**Your instructions**
Everything from the first line of the entries through the line containing "use serde::de::DeserializeOwned;" is to be retyped exactly, and nothing beyond it.

_ _ _ _ _ _ _

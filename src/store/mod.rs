//! Local JSON state
//!
//! One file per state key under the data directory, mirroring the browser
//! build's localStorage keys. Reads fall back to a default on any failure;
//! writes are atomic (temp file + rename) under an exclusive lock so a crash
//! never leaves a half-written record.

use std::fs::OpenOptions;
use std::io::Write;
use std::path::{Path, PathBuf};

use anyhow::{Context, Result};
use fs2::FileExt;
use serde::de::DeserializeOwned;
use serde::Serialize;

/// The persisted state files.
#[derive(Debug, Clone, Copy, PartialEq, Eq)]
pub enum StateKey {
    Progress,
    Posts,
    Topics,
    Symptoms,
}

impl StateKey {
    pub fn file_name(&self) -> &'static str {
        match self {
            Self::Progress => "progress.json",
            Self::Posts => "posts.json",
            Self::Topics => "topics.json",
            Self::Symptoms => "symptoms.json",
        }
    }

    pub fn all() -> &'static [StateKey] {
        &[Self::Progress, Self::Posts, Self::Topics, Self::Symptoms]
    }
}

/// Handle to the on-disk state directory.
#[derive(Debug, Clone)]
pub struct StateStore {
    dir: PathBuf,
}

impl StateStore {
    pub fn new(dir: PathBuf) -> Self {
        Self { dir }
    }

    /// Default state directory (~/.advoca/).
    pub fn default_dir() -> PathBuf {
        dirs::home_dir()
            .unwrap_or_else(|| PathBuf::from("."))
            .join(".advoca")
    }

    pub fn dir(&self) -> &Path {
        &self.dir
    }

    fn path(&self, key: StateKey) -> PathBuf {
        self.dir.join(key.file_name())
    }

    /// Load a state value, falling back to the provided default when the file
    /// is missing or unreadable. A corrupt file is logged, never fatal.
    pub fn load_or<T: DeserializeOwned>(&self, key: StateKey, fallback: T) -> T {
        let path = self.path(key);
        let content = match std::fs::read_to_string(&path) {
            Ok(c) => c,
            Err(_) => return fallback,
        };
        match serde_json::from_str(&content) {
            Ok(value) => value,
            Err(e) => {
                tracing::warn!("Ignoring corrupt state file {}: {}", path.display(), e);
                fallback
            }
        }
    }

    /// Persist a state value with an atomic locked write.
    pub fn save<T: Serialize>(&self, key: StateKey, value: &T) -> Result<()> {
        std::fs::create_dir_all(&self.dir).with_context(|| {
            format!("Failed to create state directory: {}", self.dir.display())
        })?;

        let path = self.path(key);
        let content = serde_json::to_string_pretty(value)
            .with_context(|| format!("Failed to serialize {}", key.file_name()))?;

        // Lock file is separate from the state file to survive the rename
        let lock_path = path.with_extension("json.lock");
        let lock_file = OpenOptions::new()
            .write(true)
            .create(true)
            .truncate(true)
            .open(&lock_path)
            .with_context(|| format!("Failed to create lock file: {}", lock_path.display()))?;

        lock_file
            .lock_exclusive()
            .with_context(|| "Failed to acquire state lock")?;

        let temp_path = path.with_extension("json.tmp");
        let mut temp_file = OpenOptions::new()
            .write(true)
            .create(true)
            .truncate(true)
            .open(&temp_path)
            .with_context(|| format!("Failed to create temp file: {}", temp_path.display()))?;

        temp_file
            .write_all(content.as_bytes())
            .with_context(|| "Failed to write state content")?;

        temp_file
            .sync_all()
            .with_context(|| "Failed to sync state file")?;

        std::fs::rename(&temp_path, &path)
            .with_context(|| format!("Failed to rename state file: {}", path.display()))?;

        Ok(())
    }

    /// Remove every state file. Missing files are fine.
    pub fn reset_all(&self) -> Result<()> {
        for key in StateKey::all() {
            let path = self.path(*key);
            match std::fs::remove_file(&path) {
                Ok(()) => {}
                Err(e) if e.kind() == std::io::ErrorKind::NotFound => {}
                Err(e) => {
                    return Err(e)
                        .with_context(|| format!("Failed to remove {}", path.display()));
                }
            }
        }
        Ok(())
    }
}
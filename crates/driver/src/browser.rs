//! Browser catalog: per-driver-type images and capability payloads.

use std::time::Duration;

use {
    corral_factory::{ContainerRole, ContainerSpec},
    serde_json::{Value, json},
};

/// Container-side WebDriver port for the standalone browser images.
pub const SELENIUM_PORT: &str = "4444/tcp";

/// Default memory limit for a browser container.
const BROWSER_MEM_LIMIT: i64 = 480 * 1024 * 1024;

/// Recording images run ffmpeg next to the browser and need headroom.
const VIDEO_MEM_LIMIT: i64 = 700 * 1024 * 1024;

/// Browsers need a generous `/dev/shm` or they crash on heavy pages.
const BROWSER_SHM_SIZE: i64 = 2 * 1024 * 1024 * 1024;

/// Which browser a session drives.
#[derive(Debug, Clone, Copy, PartialEq, Eq)]
pub enum Browser {
    Chrome,
    Firefox,
}

impl Browser {
    pub fn name(&self) -> &'static str {
        match self {
            Self::Chrome => "chrome",
            Self::Firefox => "firefox",
        }
    }

    /// Image reference for the plain standalone browser.
    pub fn image(&self) -> &'static str {
        match self {
            Self::Chrome => "selenium/standalone-chrome",
            Self::Firefox => "selenium/standalone-firefox",
        }
    }

    /// Image reference for the browser bundled with ffmpeg, used by
    /// recording sessions.
    pub fn video_image(&self) -> &'static str {
        match self {
            Self::Chrome => "selenium/standalone-chrome-ffmpeg",
            Self::Firefox => "selenium/standalone-firefox-ffmpeg",
        }
    }
}

/// Arguments Chrome gets in every session.
const CHROME_DEFAULT_ARGUMENTS: &[&str] = &[
    "--data-reduction-proxy-lo-fi",
    "--disable-win32k-renderer-lockdown",
    "--start-maximized",
];

/// Preferences Firefox gets in every session.
const FIREFOX_DEFAULT_PREFS: &[(&str, &str)] = &[("browser.startup.homepage", "about:blank")];

/// Configuration for one browser session's container and capabilities.
#[derive(Debug, Clone)]
pub struct DriverConfig {
    pub browser: Browser,
    /// Image override. Defaults to the browser's standalone image (or its
    /// ffmpeg variant when recording).
    pub image: Option<String>,
    /// Overwrite the browser's default user agent.
    pub user_agent: Option<String>,
    /// Extra browser arguments (Chrome) or `key=value` preferences (Firefox).
    pub args: Vec<String>,
    /// Extra container environment variables in `KEY=VALUE` form.
    pub env: Vec<String>,
    /// How long to wait for the WebDriver endpoint inside the container.
    pub ready_timeout: Duration,
    /// Container memory limit in bytes.
    pub mem_limit: i64,
}

impl DriverConfig {
    pub fn new(browser: Browser) -> Self {
        Self {
            browser,
            image: None,
            user_agent: None,
            args: Vec::new(),
            env: Vec::new(),
            ready_timeout: Duration::from_secs(60),
            mem_limit: BROWSER_MEM_LIMIT,
        }
    }

    pub fn user_agent(mut self, ua: impl Into<String>) -> Self {
        self.user_agent = Some(ua.into());
        self
    }

    pub fn arg(mut self, arg: impl Into<String>) -> Self {
        self.args.push(arg.into());
        self
    }

    pub fn image(mut self, image: impl Into<String>) -> Self {
        self.image = Some(image.into());
        self
    }

    pub fn ready_timeout(mut self, timeout: Duration) -> Self {
        self.ready_timeout = timeout;
        self
    }

    /// The effective image reference.
    pub fn image_ref(&self, recording: bool) -> String {
        match (&self.image, recording) {
            (Some(image), _) => image.clone(),
            (None, false) => self.browser.image().to_string(),
            (None, true) => self.browser.video_image().to_string(),
        }
    }

    /// Container specification for this session.
    pub fn container_spec(&self, recording: bool) -> ContainerSpec {
        let mem_limit = if recording { VIDEO_MEM_LIMIT } else { self.mem_limit };
        ContainerSpec::new(self.image_ref(recording), SELENIUM_PORT, ContainerRole::Browser)
            .env(self.env.clone())
            .label("browser", self.browser.name())
            .mem_limit(mem_limit)
            .shm_size(BROWSER_SHM_SIZE)
    }

    /// W3C `alwaysMatch` capabilities, with an optional proxy attachment.
    pub fn capabilities(&self, proxy: Option<Value>) -> Value {
        let mut caps = match self.browser {
            Browser::Chrome => {
                let mut args: Vec<String> =
                    CHROME_DEFAULT_ARGUMENTS.iter().map(|s| s.to_string()).collect();
                args.extend(self.args.iter().cloned());
                if let Some(ua) = &self.user_agent {
                    args.push(format!("--user-agent={ua}"));
                }
                json!({
                    "browserName": "chrome",
                    "goog:chromeOptions": { "args": args },
                })
            },
            Browser::Firefox => {
                let mut prefs = serde_json::Map::new();
                for (key, value) in FIREFOX_DEFAULT_PREFS {
                    prefs.insert((*key).to_string(), Value::String((*value).to_string()));
                }
                for arg in &self.args {
                    if let Some((key, value)) = arg.split_once('=') {
                        prefs.insert(key.to_string(), Value::String(value.to_string()));
                    }
                }
                if let Some(ua) = &self.user_agent {
                    prefs.insert(
                        "general.useragent.override".to_string(),
                        Value::String(ua.clone()),
                    );
                }
                json!({
                    "browserName": "firefox",
                    "moz:firefoxOptions": { "prefs": prefs },
                })
            },
        };
        if let Some(proxy) = proxy {
            if let Some(map) = caps.as_object_mut() {
                map.insert("proxy".to_string(), proxy);
            }
        }
        caps
    }
}
//! Factory error types.

use std::time::Duration;

use thiserror::Error;

/// Errors that can occur while managing containers.
#[derive(Debug, Error)]
pub enum FactoryError {
    /// The container runtime control plane could not be reached. Fatal at
    /// factory construction; never retried automatically.
    #[error("container engine unavailable: {0}")]
    EngineUnavailable(String),

    /// The runtime rejected a container creation request (bad image, port
    /// conflict). Surfaced to the caller of `create`, not retried.
    #[error("failed to create container from image {image}: {message}")]
    ContainerCreate { image: String, message: String },

    /// A readiness probe did not succeed within its timeout. The container is
    /// left running for inspection.
    #[error("container {name} not ready after {timeout:?}")]
    ContainerNotReady { name: String, timeout: Duration },

    /// The runtime did not publish a host port for the container's service
    /// port.
    #[error("container {name} has no published endpoint for {port}")]
    MissingEndpoint { name: String, port: String },

    /// Any other engine-side failure.
    #[error("container engine error: {0}")]
    Engine(#[from] bollard::errors::Error),
}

_ _ _ _ _ _ _

**Solution to this task**
filename src/store/mod.rs
//! Local JSON state
//!
//! One file per state key under the data directory, mirroring the browser
//! build's localStorage keys. Reads fall back to a default on any failure;
//! writes are atomic (temp file + rename) under an exclusive lock so a crash
//! never leaves a half-written record.

use std::fs::OpenOptions;
use std::io::Write;
use std::path::{Path, PathBuf};

use anyhow::{Context, Result};
use fs2::FileExt;
use serde::de::DeserializeOwned;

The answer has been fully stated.